-------- INPUT FOR THIS TASK

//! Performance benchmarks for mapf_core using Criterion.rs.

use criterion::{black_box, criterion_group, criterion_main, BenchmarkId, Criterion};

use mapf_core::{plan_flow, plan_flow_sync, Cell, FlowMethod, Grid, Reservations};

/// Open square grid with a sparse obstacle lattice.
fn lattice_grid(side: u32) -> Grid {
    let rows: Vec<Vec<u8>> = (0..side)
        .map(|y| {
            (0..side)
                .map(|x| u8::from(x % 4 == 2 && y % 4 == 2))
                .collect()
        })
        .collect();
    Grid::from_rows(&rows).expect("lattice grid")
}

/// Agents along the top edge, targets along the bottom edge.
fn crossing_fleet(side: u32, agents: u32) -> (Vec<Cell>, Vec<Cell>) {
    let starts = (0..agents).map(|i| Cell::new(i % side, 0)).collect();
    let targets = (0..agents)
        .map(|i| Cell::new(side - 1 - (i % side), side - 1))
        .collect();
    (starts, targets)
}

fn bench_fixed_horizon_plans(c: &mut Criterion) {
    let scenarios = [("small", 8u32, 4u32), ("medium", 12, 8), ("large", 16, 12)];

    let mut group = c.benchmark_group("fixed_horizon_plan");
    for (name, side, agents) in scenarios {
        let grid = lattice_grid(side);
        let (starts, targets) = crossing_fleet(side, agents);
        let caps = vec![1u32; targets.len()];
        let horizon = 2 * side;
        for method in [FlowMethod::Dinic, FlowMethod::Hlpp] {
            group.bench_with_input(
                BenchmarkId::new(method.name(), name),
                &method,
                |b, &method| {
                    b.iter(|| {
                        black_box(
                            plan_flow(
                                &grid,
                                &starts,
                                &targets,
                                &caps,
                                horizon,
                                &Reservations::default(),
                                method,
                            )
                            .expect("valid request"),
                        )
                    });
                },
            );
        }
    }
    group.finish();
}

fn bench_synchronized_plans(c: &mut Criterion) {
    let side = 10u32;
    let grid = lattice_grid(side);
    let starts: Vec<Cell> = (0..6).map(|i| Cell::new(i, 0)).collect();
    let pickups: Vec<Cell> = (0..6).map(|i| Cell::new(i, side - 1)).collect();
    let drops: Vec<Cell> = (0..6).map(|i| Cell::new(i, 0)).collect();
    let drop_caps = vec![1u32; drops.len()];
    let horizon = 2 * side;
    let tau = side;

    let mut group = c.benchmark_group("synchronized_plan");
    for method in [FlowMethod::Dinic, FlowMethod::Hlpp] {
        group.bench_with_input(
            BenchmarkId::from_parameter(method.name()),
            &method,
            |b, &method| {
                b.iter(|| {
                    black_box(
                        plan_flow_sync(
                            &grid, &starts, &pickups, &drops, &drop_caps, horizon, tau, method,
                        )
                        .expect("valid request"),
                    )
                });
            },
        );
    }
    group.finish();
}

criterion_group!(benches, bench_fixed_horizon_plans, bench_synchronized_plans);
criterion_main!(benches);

----------------

Report every line from the material above that mentions the word "benches".

criterion_group!(benches, bench_fixed_horizon_plans, bench_synchronized_plans);
criterion_main!(benches);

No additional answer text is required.